At first, as it is a generic collector, the ID_OC pipeline register sets for all the function units are added to its m_in and the OC_EX are added to the m_out. There are 8 generic collector units in total. So the ports is illustrated as follows Image

Collector Units

Definition

The collector units are modeled with class collector_unit_t as follows

class collector_unit_t {
   public:
    // constructors
    collector_unit_t() {
      m_free = true;
      m_warp = NULL;
      m_output_register = NULL;
      m_src_op = new op_t[MAX_REG_OPERANDS * 2];
      m_not_ready.reset();
      m_warp_id = -1;
      m_num_banks = 0;
      m_bank_warp_shift = 0;
    }
    // accessors
    // modifiers
    void init(unsigned n, unsigned num_banks, unsigned log2_warp_size,
              const core_config *config, opndcoll_rfu_t *rfu,
              bool m_sub_core_model, unsigned num_banks_per_sched);
    bool allocate(register_set *pipeline_reg, register_set *output_reg);

    void collect_operand(unsigned op) { m_not_ready.reset(op); }
    void dispatch();
    bool is_free() { return m_free; }

   private:
    bool m_free;
    unsigned m_cuid;  // collector unit hw id
    unsigned m_warp_id;
    warp_inst_t *m_warp;
    register_set
        *m_output_register;  // pipeline register to issue to when ready
    op_t *m_src_op;
    std::bitset<MAX_REG_OPERANDS * 2> m_not_ready;
    unsigned m_num_banks;
    unsigned m_bank_warp_shift;
    opndcoll_rfu_t *m_rfu;

    unsigned m_num_banks_per_sched;
    bool m_sub_core_model;
  };

It has some important members

  • warp_inst_t *m_warp; This is used to hold the instruction collected from the ID_OC pipeline register.
  • op_t *m_src_op; This is used to hold the source operands.
  • std::bitset<MAX_REG_OPERANDS * 2> m_not_ready; This is used to track whether the source operand is returned by the Arbitrator

Init()

The Collector unit set is added as follows

// shader_core_ctx::create_exec_pipeline()

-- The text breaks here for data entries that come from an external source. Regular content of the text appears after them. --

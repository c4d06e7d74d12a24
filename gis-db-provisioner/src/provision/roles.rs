//! Privilege tiers of the provisioned login roles

use super::sql::quote_ident;
use std::fmt;

/// The three application roles, each with a fixed privilege set.
#[derive(Debug, Clone, Copy, PartialEq, Eq)]
pub enum RoleTier {
    /// Reads every table in the target schema, including future ones.
    Read,
    /// Creates tables and writes rows in the target schema.
    Write,
    /// Manages extensions and owns the spatial catalog objects.
    Admin,
}

impl RoleTier {
    /// Order in which roles are created and granted.
    pub const SEQUENCE: [RoleTier; 3] = [RoleTier::Write, RoleTier::Read, RoleTier::Admin];

    pub fn as_str(&self) -> &'static str {
        match self {
            Self::Read => "read",
            Self::Write => "write",
            Self::Admin => "admin",
        }
    }

    /// Step label used in errors for this tier's grants.
    pub fn grant_step(&self) -> &'static str {
        match self {
            Self::Read => "grant read role",
            Self::Write => "grant write role",
            Self::Admin => "grant admin role",
        }
    }

    /// Step label used in errors for this tier's role creation.
    pub fn create_step(&self) -> &'static str {
        match self {
            Self::Read => "create read role",
            Self::Write => "create write role",
            Self::Admin => "create admin role",
        }
    }

    /// Grants applied on every run. All of them are no-ops when already held.
    ///
    /// Default privileges without `FOR ROLE` apply to objects created by the
    /// connected role, which is the master account.
    pub fn grants(&self, role: &str, database: &str, schema: &str) -> Vec<String> {
        let role = quote_ident(role);
        let database = quote_ident(database);
        let schema = quote_ident(schema);

        match self {
            Self::Write => vec![
                format!("GRANT CONNECT ON DATABASE {database} TO {role}"),
                format!("GRANT USAGE, CREATE ON SCHEMA {schema} TO {role}"),
                format!(
                    "ALTER DEFAULT PRIVILEGES IN SCHEMA {schema} \
                     GRANT INSERT, UPDATE, DELETE ON TABLES TO {role}"
                ),
            ],
            Self::Read => vec![
                format!("GRANT CONNECT ON DATABASE {database} TO {role}"),
                format!("GRANT USAGE ON SCHEMA {schema} TO {role}"),
                format!("GRANT SELECT ON ALL TABLES IN SCHEMA {schema} TO {role}"),
                format!(
                    "ALTER DEFAULT PRIVILEGES IN SCHEMA {schema} GRANT SELECT ON TABLES TO {role}"
                ),
            ],
            Self::Admin => vec![
                format!("GRANT CONNECT ON DATABASE {database} TO {role}"),
                format!("GRANT USAGE, CREATE ON SCHEMA {schema}, public TO {role}"),
                format!("GRANT SELECT ON ALL TABLES IN SCHEMA {schema}, public TO {role}"),
                format!("GRANT ALL PRIVILEGES ON DATABASE {database} TO {role}"),
            ],
        }
    }
}

impl fmt::Display for RoleTier {
    fn fmt(&self, f: &mut fmt::Formatter<'_>) -> fmt::Result {
        f.write_str(self.as_str())
    }
}
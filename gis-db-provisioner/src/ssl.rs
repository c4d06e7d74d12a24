//! Trust root checks
//!
//! Validates the CA bundle used for `verify-full` connections before any
//! connection is attempted, so a broken bundle surfaces as a configuration
//! error instead of an opaque TLS handshake failure.

use anyhow::{bail, Context, Result};
use openssl::asn1::{Asn1Time, Asn1TimeRef};
use openssl::x509::X509;
use std::fs;
use std::path::Path;
use tracing::{info, warn};

/// Certificates expiring within this window are logged as warnings.
pub const EXPIRY_WARNING_SECS: u64 = 30 * 86400;

/// Summary of a validated CA bundle.
#[derive(Debug, Clone, PartialEq, Eq)]
pub struct TrustRoot {
    pub certificates: usize,
    pub expiring_soon: usize,
}

/// Parse the PEM bundle at `path` and check that it can still anchor a chain.
///
/// Fails if the file is missing, holds no certificates, or every certificate
/// in it has already expired.
pub fn validate_trust_root(path: &Path) -> Result<TrustRoot> {
    let pem = fs::read(path).with_context(|| format!("Failed to read {}", path.display()))?;
    let certs = X509::stack_from_pem(&pem)
        .with_context(|| format!("Failed to parse {} as PEM", path.display()))?;

    if certs.is_empty() {
        bail!("{} contains no certificates", path.display());
    }

    let mut expired = 0;
    let mut expiring_soon = 0;
    for cert in &certs {
        if cert_expires_within(cert, 0)? {
            expired += 1;
        } else if cert_expires_within(cert, EXPIRY_WARNING_SECS)? {
            expiring_soon += 1;
            warn!(
                subject = ?cert.subject_name(),
                "Trust root certificate expires within 30 days"
            );
        }
    }

    if expired == certs.len() {
        bail!("every certificate in {} has expired", path.display());
    }

    info!(
        path = %path.display(),
        certificates = certs.len(),
        expired,
        "Trust root loaded"
    );

    Ok(TrustRoot {
        certificates: certs.len(),
        expiring_soon,
    })
}

/// Check if a certificate will expire within the given seconds
pub fn cert_expires_within(cert: &X509, seconds: u64) -> Result<bool> {
    Ok(seconds_until(cert.not_after())? < seconds as i64)
}

fn seconds_until(not_after: &Asn1TimeRef) -> Result<i64> {
    let now = Asn1Time::days_from_now(0).context("Failed to get current time")?;
    // diff returns `compare - self`
    let diff = now
        .diff(not_after)
        .context("Failed to compute time difference")?;
    Ok(diff.days as i64 * 86400 + diff.secs as i64)
}
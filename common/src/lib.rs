//! Shared utilities for the GIS database provisioner
//!
//! This crate provides the ambient functionality used by the provisioner:
//! - Structured logging initialization
//! - Environment variable parsing helpers
//! - Telemetry for reporting provisioning events

pub mod config;
pub mod logging;
pub mod telemetry;

pub use config::{ConfigExt, RuntimeEnv};
pub use logging::init_logging;
pub use telemetry::{Telemetry, TelemetryEvent};
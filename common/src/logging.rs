//! Structured logging initialization
//!
//! Provides consistent logging initialization for the provisioner binaries.

use crate::config::ConfigExt;
use std::io;
use tracing_subscriber::{fmt, layer::SubscriberExt, util::SubscriberInitExt, EnvFilter};

/// Guard that keeps the tracing subscriber active.
/// Drop this at the end of main to flush logs.
pub struct LogGuard;

/// Initialize structured logging for a component.
///
/// Events are written to stderr; stdout is reserved for the result line.
/// Set `LOG_FORMAT=json` to emit one JSON object per event, which is what log
/// collectors in the function runtime expect. Any other value keeps the
/// human-readable format.
///
/// # Example
/// ```ignore
/// let _guard = init_logging("provision-database");
/// info!("Starting up...");
/// ```
pub fn init_logging(component: &str) -> LogGuard {
    let filter = EnvFilter::try_from_default_env().unwrap_or_else(|_| EnvFilter::new("info"));
    let json = String::env_or("LOG_FORMAT", "text").eq_ignore_ascii_case("json");

    let registry = tracing_subscriber::registry().with(filter);
    if json {
        registry
            .with(
                fmt::layer()
                    .json()
                    .with_current_span(false)
                    .with_target(false)
                    .with_writer(log_writer),
            )
            .init();
    } else {
        registry
            .with(fmt::layer().with_target(false).with_writer(log_writer))
            .init();
    }

    tracing::debug!(component, json, "Logging initialized");
    LogGuard
}

fn log_writer() -> io::Stderr {
    io::stderr()
}
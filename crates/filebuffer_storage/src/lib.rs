//! # filebuffer storage
//!
//! Byte-store backends underneath the indexed file buffer.
//!
//! Backends are **opaque byte stores**: they know nothing about headers,
//! records or index entries. The buffer owns all format interpretation.
//!
//! Unlike a plain append-only store, a backend can also report whether its
//! backing location was damaged behind its back ([`StorageBackend::persisted_len`])
//! and rebind itself to a fresh, empty location ([`StorageBackend::recreate`]).
//! Those two primitives are what the buffer's self-heal path is built on.
//!
//! ## Available Backends
//!
//! - [`FileBackend`] - persistent storage using OS file APIs
//! - [`InMemoryBackend`] - for tests of the file managers
//!
//! ## Example
//!
//! ```rust
//! use filebuffer_storage::{StorageBackend, InMemoryBackend};
//!
//! let mut backend = InMemoryBackend::new();
//! let offset = backend.append(b"hello world").unwrap();
//! let data = backend.read_at(offset, 11).unwrap();
//! assert_eq!(&data, b"hello world");
//! ```

#![deny(unsafe_code)]
#![warn(missing_docs)]

mod backend;
mod error;
mod file;
mod memory;

pub use backend::StorageBackend;
pub use error::{StorageError, StorageResult};
pub use file::FileBackend;
pub use memory::InMemoryBackend;
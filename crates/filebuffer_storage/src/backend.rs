//! Storage backend trait definition.

use crate::error::StorageResult;

/// A low-level byte store backing one of the buffer's two files.
///
/// # Invariants
///
/// - `append` returns the offset where data was written
/// - `read_at` returns exactly the bytes previously written at that offset
/// - `size` is the offset the next `append` will write at
/// - after `recreate`, `size` is zero and `persisted_len` is `Some(0)`
///
/// # Implementors
///
/// - [`super::FileBackend`] - for persistent storage
/// - [`super::InMemoryBackend`] - for testing
pub trait StorageBackend: Send + Sync {
    /// Reads `len` bytes starting at `offset`.
    ///
    /// # Errors
    ///
    /// Returns an error if the read would extend beyond the current size
    /// or an I/O error occurs.
    fn read_at(&self, offset: u64, len: usize) -> StorageResult<Vec<u8>>;

    /// Appends data to the end of the storage.
    ///
    /// Returns the offset where the data was written.
    ///
    /// # Errors
    ///
    /// Returns an error if an I/O error occurs.
    fn append(&mut self, data: &[u8]) -> StorageResult<u64>;

    /// Pushes pending writes to the OS.
    ///
    /// # Errors
    ///
    /// Returns an error if the flush operation fails.
    fn flush(&mut self) -> StorageResult<()>;

    /// Syncs all data and metadata to durable storage.
    ///
    /// # Errors
    ///
    /// Returns an error if the sync operation fails.
    fn sync(&mut self) -> StorageResult<()>;

    /// Returns the size this backend believes it holds, in bytes.
    ///
    /// # Errors
    ///
    /// Returns an error if the size cannot be determined.
    fn size(&self) -> StorageResult<u64>;

    /// Truncates the storage to `new_size` bytes.
    ///
    /// # Errors
    ///
    /// Returns an error if `new_size` is greater than the current size
    /// or the truncation fails.
    fn truncate(&mut self, new_size: u64) -> StorageResult<()>;

    /// Returns the length currently visible at the backing location.
    ///
    /// `None` means the backing location no longer exists. A value smaller
    /// than [`StorageBackend::size`] means it was truncated externally.
    ///
    /// # Errors
    ///
    /// Returns an error if the location exists but cannot be inspected.
    fn persisted_len(&self) -> StorageResult<Option<u64>>;

    /// Discards the current contents and rebinds to a fresh, empty store
    /// at the same location.
    ///
    /// # Errors
    ///
    /// Returns an error if the fresh store cannot be created.
    fn recreate(&mut self) -> StorageResult<()>;
}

// generic collector: the collector for all the purposes
m_operand_collector.add_cu_set(
      GEN_CUS, m_config->gpgpu_operand_collector_num_units_gen,
      m_config->gpgpu_operand_collector_num_out_ports_gen);

// m_config->gpgpu_operand_collector_num_units_gen = 8
// m_config->gpgpu_operand_collector_num_out_ports_gen = 8

void opndcoll_rfu_t::add_cu_set(unsigned set_id, unsigned num_cu,
                                unsigned num_dispatch) {
  // Operand collector set GEN_CUS has a vector of collector_unit_t with 8 entries for V100
  m_cus[set_id].reserve(num_cu);

  for (unsigned i = 0; i < num_cu; i++) {
    m_cus[set_id].push_back(collector_unit_t()); // add a new collector_unit
    m_cu.push_back(&m_cus[set_id].back()); // put the same unit into the m_cu
  }
  // for now each collector set gets dedicated dispatch units.
  // Each output port gets a dispatch unit.
  // The dispatch unit can access all the collector units in the set
  for (unsigned i = 0; i < num_dispatch; i++) {
    m_dispatch_units.push_back(dispatch_unit_t(&m_cus[set_id]));
  }
}

The collector_unit_t objects are created and pushed to the m_cus and m_cu of the Operand Collector Based Register File Unit.

Allocate

The allocate function allocates and instruction from the ID_OC register set to the collector unit as follows

// void opndcoll_rfu_t::allocate_cu(unsigned port_num)
allocated = cu->allocate(inp.m_in[i], inp.m_out[i]);

bool opndcoll_rfu_t::collector_unit_t::allocate(register_set *pipeline_reg_set,
                                                register_set *output_reg_set) {
  assert(m_free);
  assert(m_not_ready.none());
  m_free = false;
  m_output_register = output_reg_set;
  warp_inst_t **pipeline_reg = pipeline_reg_set->get_ready();
  if ((pipeline_reg) and !((*pipeline_reg)->empty())) {
    m_warp_id = (*pipeline_reg)->warp_id();
    for (unsigned op = 0; op < MAX_REG_OPERANDS; op++) {
      int reg_num =
          (*pipeline_reg)
              ->arch_reg.src[op];  // this math needs to match that used in
                                   // function_info::ptx_decode_inst
      if (reg_num >= 0) {          // valid register
        m_src_op[op] = op_t(this, op, reg_num, m_num_banks, m_bank_warp_shift,
                            m_sub_core_model, m_num_banks_per_sched,
                            (*pipeline_reg)->get_schd_id());
        m_not_ready.set(op);
      } else
        m_src_op[op] = op_t();
    }
    // move_warp(m_warp,*pipeline_reg);
    // The line 
    pipeline_reg_set->move_out_to(m_warp);
    return true;
  }
  return false;
}

It does several things

  • set the output OC_EX register set
  • get the warp_inst_t object from the ID_OC register set
  • get all the source operands and put them into the m_src_op
  • set the bits in m_not_ready, which indicates that the operands are not ready

ready()

This function returns whether the collector unit is ready for dispatch

// opndcoll_rfu_t::collector_unit_t
bool opndcoll_rfu_t::collector_unit_t::ready() const {
  // (!m_free) the collector unit is not free
  // m_not_ready.none(): Returns whether none of the bits is set
  // (*m_output_register).has_free() the output register OC_EX is free
  return (!m_free) && m_not_ready.none() && (*m_output_register).has_free();
}

The unit is ready if

  • The collector is occupied by an instruction
  • All the source operands are ready
  • Its output port (OC_EX registers) is free

dispatch()

The dispatch() function moves the warp_inst_t to the OC_EX register and reset the collector.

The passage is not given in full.